L’administration de Donald Trump poursuit le renforcement de sa politique migratoire avec de nouvelles mesures visant les ressortissants africains. Réduction des services consulaires, exigences financières accrues et restrictions de voyage élargies marquent une évolution significative des conditions d’accès au territoire américain.
Une note interne révélée par l’agence Associated Press indique que le département d’État américain, dirigé par Marco Rubio, prévoit de réduire la délivrance des visas en Afrique. D’ici fin juin, les demandes ne pourront être effectuées que dans une vingtaine d’ambassades et de consulats, contre près de 50 actuellement autorisés. Parmi les représentations maintenues figurent notamment celles d’Abidjan, Dakar, Djibouti, Kigali, Kinshasa, Lomé, Nairobi, Port-Louis et Yaoundé.
Une centralisation des demandes de visas
Cette réorganisation limite l’accès géographique aux services consulaires pour plusieurs pays africains. Pour les ressortissants de pays comme Madagascar, le Bénin ou le Gabon, cette mesure implique de se rendre dans un État voisin pour effectuer les démarches, ce qui impose des trajets transfrontaliers ou des vols internationaux. Selon les autorités américaines, l’objectif de cette mesure est de réduire l’immigration en compliquant l’accès aux procédures de demande.
Elle vise également à dissuader les personnes susceptibles de rester sur le territoire américain après expiration de leur visa. En janvier 2026, le département d’État a élargi ses restrictions de voyage à plusieurs pays africains. Le Botswana, la République centrafricaine, la Guinée, la Guinée-Bissau et la Namibie ont été ajoutés à une liste de surveillance appelée « liste orange ». Ces ajouts portent à environ vingt le nombre de pays africains soumis à des restrictions spécifiques.
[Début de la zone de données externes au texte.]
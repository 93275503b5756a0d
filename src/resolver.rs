//! Request-time remediation resolution.
//!
//! Order of evaluation for one address:
//!
//! 1. decision store (exact address); an unreachable store short-circuits
//!    to the store fallback
//! 2. range matcher snapshot
//! 3. live query to the authority (live mode only); a failed query yields
//!    the authority fallback
//!
//! In stream mode an unhealthy feed yields the authority fallback for
//! addresses with no known decision.

use std::net::IpAddr;
use std::sync::Arc;

use crate::config::FallbackConfig;
use crate::error::CacheError;
use crate::range::RangeMatcher;
use crate::remediation::Remediation;
use crate::store::CacheClient;
use crate::sync::{LiveSync, StreamSync};

/// How decisions reach the local state.
#[derive(Clone)]
pub enum Synchronizer {
    /// Query the authority on every miss
    Live(Arc<LiveSync>),
    /// Background feed keeps the state current
    Stream(Arc<StreamSync>),
}

/// Combines the decision store, range matcher and fallback policy into one
/// verdict per address.
#[derive(Clone)]
pub struct Resolver {
    cache: CacheClient,
    ranges: Arc<RangeMatcher>,
    sync: Synchronizer,
    fallback: FallbackConfig,
}

impl Resolver {
    pub fn new(
        cache: CacheClient,
        ranges: Arc<RangeMatcher>,
        sync: Synchronizer,
        fallback: FallbackConfig,
    ) -> Self {
        Self {
            cache,
            ranges,
            sync,
            fallback,
        }
    }

    pub fn fallback(&self) -> &FallbackConfig {
        &self.fallback
    }

    pub fn synchronizer(&self) -> &Synchronizer {
        &self.sync
    }

    /// Resolve an address given as text.
    ///
    /// An address that cannot be parsed gets the authority fallback, since
    /// no decision can ever be looked up for it.
    pub fn resolve_str(&self, addr: &str) -> Remediation {
        match addr.trim().parse::<IpAddr>() {
            Ok(ip) => self.resolve(ip),
            Err(_) => {
                let verdict = self.fallback.authority_unreachable.remediation();
                log::warn!("resolve: invalid address {:?}, fallback {}", addr, verdict);
                verdict
            }
        }
    }

    pub fn resolve(&self, ip: IpAddr) -> Remediation {
        let ip = ip.to_canonical();
        let key = ip.to_string();

        match self.cache.get(&key) {
            Ok(value) => match Remediation::from_cache_value(&value) {
                Some(verdict) => return verdict,
                None => log::warn!("resolve: unexpected cache value {:?} for {}", value, key),
            },
            Err(CacheError::Unreachable) => {
                let verdict = self.fallback.store_unreachable.remediation();
                log::warn!(
                    "resolve: store {} unreachable, fallback {} for {}",
                    self.cache.backend_name(),
                    verdict,
                    key
                );
                return verdict;
            }
            Err(CacheError::Miss) => {}
        }

        // One snapshot per request
        let snapshot = self.ranges.snapshot();
        if let Some(kind) = self.ranges.contains_in(&snapshot, ip) {
            return kind.into();
        }

        match &self.sync {
            Synchronizer::Live(live) => match live.query(ip) {
                Ok(verdict) => verdict,
                Err(_) => self.fallback.authority_unreachable.remediation(),
            },
            Synchronizer::Stream(stream) if !stream.is_healthy() => {
                let verdict = self.fallback.authority_unreachable.remediation();
                log::debug!("resolve: feed unhealthy, fallback {} for {}", verdict, key);
                verdict
            }
            Synchronizer::Stream(_) => Remediation::Allow,
        }
    }
}
//! Server-side verification of captcha tokens.

use reqwest::blocking::Client;
use reqwest::header::CONTENT_TYPE;
use serde::Deserialize;
use std::time::Duration;

use crate::error::{ProviderError, Result};

/// Verification verdict returned by a provider.
#[derive(Debug, Clone, PartialEq, Eq, Deserialize)]
pub struct VerifyResponse {
    pub success: bool,
    /// Site the token was issued for, when the provider reports it.
    #[serde(default)]
    pub hostname: Option<String>,
}

/// Posts `{secret, response}` to a provider verification endpoint.
pub trait CaptchaVerifier: Send + Sync {
    /// Returns `Ok(None)` when the provider answered with something other
    /// than JSON.
    fn verify(
        &self,
        endpoint: &str,
        secret: &str,
        response: &str,
    ) -> std::result::Result<Option<VerifyResponse>, ProviderError>;
}

/// Blocking HTTP verifier with a bounded timeout.
pub struct HttpVerifier {
    client: Client,
}

impl HttpVerifier {
    pub fn new(timeout: Duration) -> Result<Self> {
        let client = Client::builder()
            .timeout(timeout)
            .user_agent(concat!("k2bouncer/", env!("CARGO_PKG_VERSION")))
            .build()?;
        Ok(Self { client })
    }
}

impl CaptchaVerifier for HttpVerifier {
    fn verify(
        &self,
        endpoint: &str,
        secret: &str,
        response: &str,
    ) -> std::result::Result<Option<VerifyResponse>, ProviderError> {
        let res = self
            .client
            .post(endpoint)
            .form(&[("secret", secret), ("response", response)])
            .send()?;

        let is_json = res
            .headers()
            .get(CONTENT_TYPE)
            .and_then(|v| v.to_str().ok())
            .is_some_and(|v| v.contains("application/json"));
        if !is_json {
            log::debug!("captcha:verify responseType:noJson status:{}", res.status());
            return Ok(None);
        }

        let body = res.bytes()?;
        Ok(Some(serde_json::from_slice(&body)?))
    }
}
impl Config {
    /// Load configuration from a YAML file, expanding `${VAR}` references.
    pub fn load(path: &Path) -> Result<Self> {
        let content = std::fs::read_to_string(path)?;
        Self::from_yaml(&content)
    }

    /// Parse and validate configuration from YAML text.
    pub fn from_yaml(content: &str) -> Result<Self> {
        let expanded = expand_env_vars(content)?;
        let config: Config = serde_yaml::from_str(&expanded)?;
        config.validate()?;
        Ok(config)
    }

    /// Minimal live-mode configuration.
    pub fn new(lapi_url: &str, api_key: &str) -> Self {
        Self {
            mode: Mode::default(),
            lapi: LapiConfig {
                url: lapi_url.to_string(),
                api_key: api_key.to_string(),
                timeout_seconds: default_timeout_seconds(),
                update_interval_seconds: default_update_interval(),
                max_update_failures: None,
            },
            decisions: DecisionSettings::default(),
            fallback: FallbackConfig::default(),
            cache: CacheConfig::default(),
            captcha: CaptchaConfig::default(),
            trusted_ips: Vec::new(),
        }
    }

    /// Validate configuration.
    pub fn validate(&self) -> Result<()> {
        if self.lapi.url.trim().is_empty() {
            return Err(Error::Config("lapi.url must be set".to_string()));
        }
        if self.lapi.api_key.trim().is_empty() {
            return Err(Error::Config("lapi.api_key must be set".to_string()));
        }
        if self.lapi.timeout_seconds == 0 {
            return Err(Error::Config("lapi.timeout_seconds must be > 0".to_string()));
        }
        if self.mode == Mode::Stream && self.lapi.update_interval_seconds == 0 {
            return Err(Error::Config(
                "lapi.update_interval_seconds must be > 0".to_string(),
            ));
        }
        if self.decisions.max_decision_seconds == 0 {
            return Err(Error::Config(
                "decisions.max_decision_seconds must be > 0".to_string(),
            ));
        }
        if self.mode == Mode::Live && self.decisions.live_cache_seconds == 0 {
            return Err(Error::Config(
                "decisions.live_cache_seconds must be > 0".to_string(),
            ));
        }
        check_ttl("decisions.max_decision_seconds", self.decisions.max_decision_seconds)?;
        check_ttl("decisions.live_cache_seconds", self.decisions.live_cache_seconds)?;
        check_ttl("captcha.grace_period_seconds", self.captcha.grace_period_seconds)?;
        check_ttl("lapi.timeout_seconds", self.lapi.timeout_seconds)?;
        check_ttl("lapi.update_interval_seconds", self.lapi.update_interval_seconds)?;
        check_ttl("captcha.timeout_seconds", self.captcha.timeout_seconds)?;
        check_ttl("cache.redis.timeout_seconds", self.cache.redis.timeout_seconds)?;

        if let Some(provider) = self.captcha.provider.as_deref().filter(|p| !p.is_empty()) {
            if provider_info(provider).is_none() {
                log::warn!("config: unknown captcha provider {}, captcha disabled", provider);
            } else {
                if self.captcha.site_key.is_empty() || self.captcha.secret_key.is_empty() {
                    return Err(Error::Config(
                        "captcha.site_key and captcha.secret_key must be set".to_string(),
                    ));
                }
                if self.captcha.grace_period_seconds == 0 {
                    return Err(Error::Config(
                        "captcha.grace_period_seconds must be > 0".to_string(),
                    ));
                }
            }
        }

        self.parse_trusted_ips()?;
        Ok(())
    }

    /// Parse the trusted list into networks; single addresses become host routes.
    pub fn parse_trusted_ips(&self) -> Result<Vec<IpNet>> {
        self.trusted_ips
            .iter()
            .map(|entry| {
                let entry = entry.trim();
                if let Ok(net) = entry.parse::<IpNet>() {
                    Ok(net.trunc())
                } else if let Ok(ip) = entry.parse::<IpAddr>() {
                    Ok(IpNet::from(ip))
                } else {
                    Err(Error::InvalidCidrPattern(entry.to_string()))
                }
            })
            .collect()
    }

    /// Generate example configuration YAML.
    pub fn example() -> String {
        r#"# k2bouncer configuration

mode: stream                   # live or stream

lapi:
  url: "http://crowdsec:8080"
  api_key: "${CROWDSEC_BOUNCER_API_KEY}"
  timeout_seconds: 10
  update_interval_seconds: 60  # stream mode pull interval
  max_update_failures: 5       # stream unhealthy after 5 failed pulls

decisions:
  live_cache_seconds: 60       # live mode lookup cache
  max_decision_seconds: 86400  # lifetime ceiling for any decision

fallback:
  store_unreachable: allow     # allow or ban
  authority_unreachable: allow # allow or ban

cache:
  backend: local               # local or redis
  redis:
    host: "redis:6379"
    password: "${REDIS_PASSWORD}"
    database: 0

captcha:
  provider: turnstile          # hcaptcha, recaptcha or turnstile
  site_key: "${CAPTCHA_SITE_KEY}"
  secret_key: "${CAPTCHA_SECRET_KEY}"
  grace_period_seconds: 1800
  remediation_header: "X-Remediation"

trusted_ips:
  - "127.0.0.1"
  - "10.0.0.0/8"
"#
        .to_string()
    }
}

/// Expand environment variables in the format ${VAR_NAME}.
fn expand_env_vars(content: &str) -> Result<String> {
    let re = Regex::new(r"\$\{([^}]+)\}").map_err(|e| Error::Config(e.to_string()))?;
    Ok(re
        .replace_all(content, |caps: &regex::Captures| {
            std::env::var(&caps[1]).unwrap_or_default()
        })
        .into_owned())
}

#[cfg(test)]
mod tests {
    use super::*;
    use std::io::Write;

    const MINIMAL: &str = r#"
lapi:
  url: "http://localhost:8080"
  api_key: "secret"
"#;

    #[test]
    fn test_defaults() {
        let config = Config::from_yaml(MINIMAL).unwrap();
        assert_eq!(config.mode, Mode::Live);
        assert_eq!(config.lapi.timeout_seconds, 10);
        assert_eq!(config.lapi.update_interval_seconds, 60);
        assert_eq!(config.lapi.max_update_failures, None);
        assert_eq!(config.decisions.live_cache_seconds, 60);
        assert_eq!(config.decisions.max_decision_seconds, 86400);
        assert_eq!(config.fallback, FallbackConfig::default());
        assert_eq!(config.fallback.store_unreachable, FailPolicy::Allow);
        assert_eq!(config.cache.backend, CacheBackend::Local);
        assert!(!config.captcha.is_enabled());
        assert_eq!(config.captcha.grace_period_seconds, 1800);
    }

    #[test]
    fn test_example_parses() {
        std::env::set_var("CROWDSEC_BOUNCER_API_KEY", "k");
        std::env::set_var("CAPTCHA_SITE_KEY", "site");
        std::env::set_var("CAPTCHA_SECRET_KEY", "secret");
        let config = Config::from_yaml(&Config::example()).unwrap();

        assert_eq!(config.mode, Mode::Stream);
        assert_eq!(config.lapi.max_update_failures, Some(5));
        assert_eq!(config.cache.redis.host, "redis:6379");
        assert_eq!(config.captcha.provider.as_deref(), Some("turnstile"));
        assert_eq!(config.parse_trusted_ips().unwrap().len(), 2);
    }

    #[test]
    fn test_expand_env_vars() {
        std::env::set_var("K2BOUNCER_TEST_KEY", "secret123");
        let result = expand_env_vars("api_key: ${K2BOUNCER_TEST_KEY}").unwrap();
        assert_eq!(result, "api_key: secret123");
        std::env::remove_var("K2BOUNCER_TEST_KEY");

        let result = expand_env_vars("api_key: ${K2BOUNCER_MISSING_VAR}").unwrap();
        assert_eq!(result, "api_key: ");
    }

    #[test]
    fn test_fallback_policies() {
        let yaml = format!(
            "{}\nfallback:\n  store_unreachable: ban\n  authority_unreachable: allow\n",
            MINIMAL
        );
        let config = Config::from_yaml(&yaml).unwrap();
        assert_eq!(config.fallback.store_unreachable.remediation(), Remediation::Ban);
        assert_eq!(config.fallback.authority_unreachable.remediation(), Remediation::Allow);
        assert_eq!(FallbackConfig::strict().authority_unreachable, FailPolicy::Ban);
    }

    #[test]
    fn test_validate_rejects_missing_key() {
        let mut config = Config::new("http://localhost:8080", "");
        assert!(config.validate().is_err());
        config.lapi.api_key = "k".to_string();
        assert!(config.validate().is_ok());
    }

    #[test]
    fn test_validate_captcha() {
        let mut config = Config::new("http://localhost:8080", "k");
        config.captcha.provider = Some("geetest".to_string());
        assert!(config.validate().is_ok());
        assert!(!config.captcha.is_enabled());

        config.captcha.provider = Some("hcaptcha".to_string());
        assert!(config.validate().is_err()); // keys missing

        config.captcha.site_key = "site".to_string();
        config.captcha.secret_key = "secret".to_string();
        assert!(config.validate().is_ok());
        assert!(config.captcha.is_enabled());
    }

    #[test]
    fn test_validate_rejects_unbounded_ttls() {
        let mut config = Config::new("http://localhost:8080", "k");
        config.decisions.live_cache_seconds = MAX_TTL_SECONDS;
        assert!(config.validate().is_ok());

        config.decisions.live_cache_seconds = u64::MAX;
        assert!(config.validate().is_err());

        config.decisions.live_cache_seconds = 60;
        config.decisions.max_decision_seconds = MAX_TTL_SECONDS + 1;
        assert!(config.validate().is_err());

        config.decisions.max_decision_seconds = 86400;
        config.captcha.grace_period_seconds = u64::MAX;
        assert!(config.validate().is_err());
    }

    #[test]
    fn test_validate_trusted_ips() {
        let mut config = Config::new("http://localhost:8080", "k");
        config.trusted_ips = vec!["10.0.0.0/8".to_string(), "::1".to_string()];
        let nets = config.parse_trusted_ips().unwrap();
        assert_eq!(nets[1].prefix_len(), 128);

        config.trusted_ips.push("not-an-ip".to_string());
        assert!(config.validate().is_err());
    }

    #[test]
    fn test_load_from_file() {
        let mut file = tempfile::NamedTempFile::new().unwrap();
        write!(file, "{}mode: stream\n", MINIMAL).unwrap();

        let config = Config::load(file.path()).unwrap();
        assert_eq!(config.mode, Mode::Stream);
        assert_eq!(config.lapi.update_interval(), Duration::from_secs(60));
    }

    #[test]
    fn test_load_missing_file() {
        assert!(Config::load(Path::new("/nonexistent/k2bouncer.yaml")).is_err());
    }
}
Une caution financière obligatoire
Certains d’entre eux sont également concernés par des limitations plus strictes, regroupées dans une « liste rouge » qui restreint fortement l’octroi de visas. Depuis le 1er janvier 2026, les voyageurs issus de certains pays doivent fournir une garantie financière pour obtenir un visa. Le montant de cette caution varie entre 5 000 et 15 000 dollars. Cette somme est présentée par les autorités américaines comme une garantie contre le dépassement de la durée de séjour autorisée.
Elle est remboursable en cas de respect des conditions du visa ou de refus de la demande, mais son paiement ne garantit pas l’obtention du visa. Les procédures de demande de visa incluent désormais des entretiens obligatoires en personne avec des agents consulaires. Les demandeurs doivent fournir des informations détaillées sur leur parcours personnel et leurs activités. Les autorités exigent également un historique des comptes sur les réseaux sociaux sur plusieurs années. Ces informations sont utilisées pour évaluer les profils des candidats au visa.
Une surveillance accrue des profils des demandeurs
Ces exigences s’ajoutent aux documents déjà requis dans les procédures classiques. Selon les documents officiels, ces mesures visent à renforcer le contrôle des entrées sur le territoire américain. Elles s’inscrivent dans une politique de sélection plus stricte des voyageurs.
Ces décisions s’inscrivent dans la continuité de la politique migratoire mise en place par l’administration Trump. Celle-ci met l’accent sur le contrôle des frontières et la limitation des flux migratoires. L’ensemble de ces mesures modifie les conditions d’accès aux États-Unis pour les ressortissants de plusieurs pays africains. Elles affectent notamment les déplacements liés aux études, aux affaires et aux échanges culturels.